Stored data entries
*** Block opens ***
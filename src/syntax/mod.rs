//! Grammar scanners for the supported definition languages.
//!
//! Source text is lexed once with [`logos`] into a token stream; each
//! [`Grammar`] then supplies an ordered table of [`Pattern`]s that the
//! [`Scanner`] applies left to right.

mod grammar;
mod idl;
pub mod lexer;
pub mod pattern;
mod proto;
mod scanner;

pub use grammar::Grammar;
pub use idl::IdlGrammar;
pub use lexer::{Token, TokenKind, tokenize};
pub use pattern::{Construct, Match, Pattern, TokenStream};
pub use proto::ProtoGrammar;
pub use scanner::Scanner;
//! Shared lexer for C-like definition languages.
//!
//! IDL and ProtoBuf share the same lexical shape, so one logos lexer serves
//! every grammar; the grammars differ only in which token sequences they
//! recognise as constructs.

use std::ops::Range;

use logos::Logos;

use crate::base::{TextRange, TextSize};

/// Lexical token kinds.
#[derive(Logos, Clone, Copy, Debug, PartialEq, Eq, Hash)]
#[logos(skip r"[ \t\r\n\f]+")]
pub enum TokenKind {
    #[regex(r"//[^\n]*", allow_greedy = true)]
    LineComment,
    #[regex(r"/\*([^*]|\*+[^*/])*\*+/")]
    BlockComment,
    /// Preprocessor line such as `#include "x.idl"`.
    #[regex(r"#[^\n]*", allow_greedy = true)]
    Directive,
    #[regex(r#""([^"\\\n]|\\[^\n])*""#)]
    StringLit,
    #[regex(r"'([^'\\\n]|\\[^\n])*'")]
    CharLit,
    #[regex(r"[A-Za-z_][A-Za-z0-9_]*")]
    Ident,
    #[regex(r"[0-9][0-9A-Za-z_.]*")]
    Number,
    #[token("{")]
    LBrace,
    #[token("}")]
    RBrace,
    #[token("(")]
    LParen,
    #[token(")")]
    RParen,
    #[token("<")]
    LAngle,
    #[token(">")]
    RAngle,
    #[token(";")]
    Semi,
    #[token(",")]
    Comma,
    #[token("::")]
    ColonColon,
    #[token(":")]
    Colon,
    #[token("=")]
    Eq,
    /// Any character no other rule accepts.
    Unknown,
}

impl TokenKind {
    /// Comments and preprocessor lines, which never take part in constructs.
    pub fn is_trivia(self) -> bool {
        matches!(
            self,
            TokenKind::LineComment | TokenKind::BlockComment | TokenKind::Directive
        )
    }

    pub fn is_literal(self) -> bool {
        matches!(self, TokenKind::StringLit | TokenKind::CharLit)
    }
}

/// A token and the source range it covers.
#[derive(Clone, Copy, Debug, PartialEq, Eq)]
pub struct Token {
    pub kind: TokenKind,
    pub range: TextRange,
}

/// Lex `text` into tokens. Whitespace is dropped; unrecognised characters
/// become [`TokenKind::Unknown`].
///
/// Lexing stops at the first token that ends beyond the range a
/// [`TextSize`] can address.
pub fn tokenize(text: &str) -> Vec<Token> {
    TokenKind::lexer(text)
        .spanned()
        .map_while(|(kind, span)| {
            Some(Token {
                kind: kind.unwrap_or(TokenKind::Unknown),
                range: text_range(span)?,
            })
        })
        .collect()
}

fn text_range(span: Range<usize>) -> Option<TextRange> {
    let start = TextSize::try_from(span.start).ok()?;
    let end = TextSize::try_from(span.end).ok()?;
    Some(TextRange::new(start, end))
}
*** Block closes ***
*** Block opens ***
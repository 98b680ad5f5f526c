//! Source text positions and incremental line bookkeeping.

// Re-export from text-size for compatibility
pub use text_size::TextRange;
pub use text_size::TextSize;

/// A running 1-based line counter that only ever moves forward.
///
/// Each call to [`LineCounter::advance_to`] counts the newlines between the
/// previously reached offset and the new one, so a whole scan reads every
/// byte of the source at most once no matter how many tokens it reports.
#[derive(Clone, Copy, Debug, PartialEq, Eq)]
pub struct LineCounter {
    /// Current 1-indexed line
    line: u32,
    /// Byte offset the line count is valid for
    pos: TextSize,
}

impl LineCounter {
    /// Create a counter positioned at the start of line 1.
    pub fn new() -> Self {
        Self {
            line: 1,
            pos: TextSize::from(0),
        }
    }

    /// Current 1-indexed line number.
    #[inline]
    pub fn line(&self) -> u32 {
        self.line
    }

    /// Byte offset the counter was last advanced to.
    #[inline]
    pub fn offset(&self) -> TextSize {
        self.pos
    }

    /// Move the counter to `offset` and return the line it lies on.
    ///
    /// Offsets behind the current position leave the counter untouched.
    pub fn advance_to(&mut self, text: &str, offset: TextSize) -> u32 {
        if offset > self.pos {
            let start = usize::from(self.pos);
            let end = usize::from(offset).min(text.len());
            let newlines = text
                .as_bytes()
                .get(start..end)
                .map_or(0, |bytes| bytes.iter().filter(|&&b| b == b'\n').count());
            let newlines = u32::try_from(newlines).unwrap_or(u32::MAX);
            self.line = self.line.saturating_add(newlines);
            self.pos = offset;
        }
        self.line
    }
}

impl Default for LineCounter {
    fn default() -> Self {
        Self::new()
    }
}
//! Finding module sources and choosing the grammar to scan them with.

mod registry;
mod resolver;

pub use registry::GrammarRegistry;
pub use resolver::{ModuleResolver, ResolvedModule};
*** Block closes ***
*** Block opens ***
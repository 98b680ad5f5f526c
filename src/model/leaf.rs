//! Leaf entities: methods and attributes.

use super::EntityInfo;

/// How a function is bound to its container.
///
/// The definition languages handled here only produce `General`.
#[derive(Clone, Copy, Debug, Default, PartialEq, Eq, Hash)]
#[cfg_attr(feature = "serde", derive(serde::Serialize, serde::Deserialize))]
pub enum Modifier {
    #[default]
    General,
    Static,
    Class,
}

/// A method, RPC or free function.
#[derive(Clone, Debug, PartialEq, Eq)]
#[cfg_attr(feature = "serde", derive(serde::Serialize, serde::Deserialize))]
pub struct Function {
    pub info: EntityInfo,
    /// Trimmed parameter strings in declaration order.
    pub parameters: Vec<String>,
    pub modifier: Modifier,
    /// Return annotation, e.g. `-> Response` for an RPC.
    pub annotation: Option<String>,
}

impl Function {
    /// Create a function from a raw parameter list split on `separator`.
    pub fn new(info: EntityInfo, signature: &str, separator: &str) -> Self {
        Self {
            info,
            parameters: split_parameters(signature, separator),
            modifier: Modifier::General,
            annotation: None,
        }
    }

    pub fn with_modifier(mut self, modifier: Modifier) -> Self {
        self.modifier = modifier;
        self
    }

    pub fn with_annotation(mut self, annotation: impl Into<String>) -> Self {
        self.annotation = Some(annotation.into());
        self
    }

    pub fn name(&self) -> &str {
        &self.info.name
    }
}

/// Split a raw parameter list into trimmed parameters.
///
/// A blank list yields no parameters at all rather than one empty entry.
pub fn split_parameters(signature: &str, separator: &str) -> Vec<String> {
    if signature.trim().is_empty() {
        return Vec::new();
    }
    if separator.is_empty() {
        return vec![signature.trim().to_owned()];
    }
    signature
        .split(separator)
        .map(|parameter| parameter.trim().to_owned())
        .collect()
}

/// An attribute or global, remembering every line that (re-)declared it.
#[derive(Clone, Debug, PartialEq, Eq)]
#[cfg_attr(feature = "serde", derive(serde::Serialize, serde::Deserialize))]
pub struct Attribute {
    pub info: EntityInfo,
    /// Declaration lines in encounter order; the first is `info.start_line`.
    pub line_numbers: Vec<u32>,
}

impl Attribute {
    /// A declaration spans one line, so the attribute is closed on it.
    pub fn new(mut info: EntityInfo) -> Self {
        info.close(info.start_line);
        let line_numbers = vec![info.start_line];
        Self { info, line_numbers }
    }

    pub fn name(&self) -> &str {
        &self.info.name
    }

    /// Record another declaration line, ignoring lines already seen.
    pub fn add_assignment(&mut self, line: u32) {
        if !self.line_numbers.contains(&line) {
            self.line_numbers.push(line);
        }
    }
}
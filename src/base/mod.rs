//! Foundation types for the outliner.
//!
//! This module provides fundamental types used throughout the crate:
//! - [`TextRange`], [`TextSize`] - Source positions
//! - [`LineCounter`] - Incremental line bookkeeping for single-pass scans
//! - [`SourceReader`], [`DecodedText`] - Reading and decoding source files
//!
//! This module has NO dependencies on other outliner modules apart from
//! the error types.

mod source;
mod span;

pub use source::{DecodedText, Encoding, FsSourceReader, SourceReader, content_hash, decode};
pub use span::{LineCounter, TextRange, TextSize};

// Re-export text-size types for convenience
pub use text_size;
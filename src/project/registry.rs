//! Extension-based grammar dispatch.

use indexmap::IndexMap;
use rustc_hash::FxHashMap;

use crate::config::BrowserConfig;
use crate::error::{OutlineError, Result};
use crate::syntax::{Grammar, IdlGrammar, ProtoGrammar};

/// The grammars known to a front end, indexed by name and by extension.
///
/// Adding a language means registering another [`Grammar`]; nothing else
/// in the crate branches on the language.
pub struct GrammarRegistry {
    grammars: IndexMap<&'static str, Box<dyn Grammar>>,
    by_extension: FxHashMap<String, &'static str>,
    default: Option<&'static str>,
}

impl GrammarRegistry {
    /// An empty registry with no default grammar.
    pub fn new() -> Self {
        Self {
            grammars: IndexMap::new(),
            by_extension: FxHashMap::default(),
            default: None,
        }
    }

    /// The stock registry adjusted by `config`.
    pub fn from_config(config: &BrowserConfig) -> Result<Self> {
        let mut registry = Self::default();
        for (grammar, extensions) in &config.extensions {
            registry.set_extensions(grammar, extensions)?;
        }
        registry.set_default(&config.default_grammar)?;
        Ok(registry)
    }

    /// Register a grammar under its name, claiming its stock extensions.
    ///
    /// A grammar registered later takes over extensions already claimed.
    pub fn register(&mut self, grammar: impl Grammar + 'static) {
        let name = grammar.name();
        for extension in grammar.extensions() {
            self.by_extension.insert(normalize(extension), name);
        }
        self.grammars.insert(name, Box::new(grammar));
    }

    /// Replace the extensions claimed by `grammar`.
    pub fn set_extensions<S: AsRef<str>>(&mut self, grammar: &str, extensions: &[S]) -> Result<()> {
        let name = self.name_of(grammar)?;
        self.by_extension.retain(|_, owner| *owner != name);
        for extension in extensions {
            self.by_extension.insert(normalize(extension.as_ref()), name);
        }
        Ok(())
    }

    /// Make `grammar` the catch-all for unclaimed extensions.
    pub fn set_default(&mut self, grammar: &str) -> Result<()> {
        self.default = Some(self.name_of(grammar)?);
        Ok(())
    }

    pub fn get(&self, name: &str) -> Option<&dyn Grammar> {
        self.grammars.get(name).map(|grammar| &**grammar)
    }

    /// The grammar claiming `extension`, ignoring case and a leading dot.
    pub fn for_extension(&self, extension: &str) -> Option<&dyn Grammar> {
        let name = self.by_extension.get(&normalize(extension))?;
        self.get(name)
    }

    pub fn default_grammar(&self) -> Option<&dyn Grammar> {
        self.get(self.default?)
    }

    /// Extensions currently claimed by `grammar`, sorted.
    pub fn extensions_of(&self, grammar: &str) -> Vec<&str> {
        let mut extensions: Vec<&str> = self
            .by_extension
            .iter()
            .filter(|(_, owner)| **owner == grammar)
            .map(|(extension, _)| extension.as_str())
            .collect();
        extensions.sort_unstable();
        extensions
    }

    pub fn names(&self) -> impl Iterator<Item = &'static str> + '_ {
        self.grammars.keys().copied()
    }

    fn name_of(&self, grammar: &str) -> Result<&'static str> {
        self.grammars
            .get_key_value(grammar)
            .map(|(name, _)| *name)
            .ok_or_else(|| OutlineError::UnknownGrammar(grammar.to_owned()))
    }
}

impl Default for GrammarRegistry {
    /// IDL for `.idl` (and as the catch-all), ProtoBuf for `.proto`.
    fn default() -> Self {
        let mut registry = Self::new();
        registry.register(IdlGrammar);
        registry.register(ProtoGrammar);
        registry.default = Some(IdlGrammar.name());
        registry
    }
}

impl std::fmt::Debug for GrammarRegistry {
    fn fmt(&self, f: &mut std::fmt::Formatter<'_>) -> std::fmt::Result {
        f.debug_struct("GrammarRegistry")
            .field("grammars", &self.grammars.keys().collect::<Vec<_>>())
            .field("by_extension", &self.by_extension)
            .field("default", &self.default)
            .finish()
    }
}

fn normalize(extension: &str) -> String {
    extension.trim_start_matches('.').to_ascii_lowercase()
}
*** Block closes ***
Each line holding the word "Create" must be copied from the data.

    /// Create a counter positioned at the start of line 1.
    /// Create a function from a raw parameter list split on `separator`.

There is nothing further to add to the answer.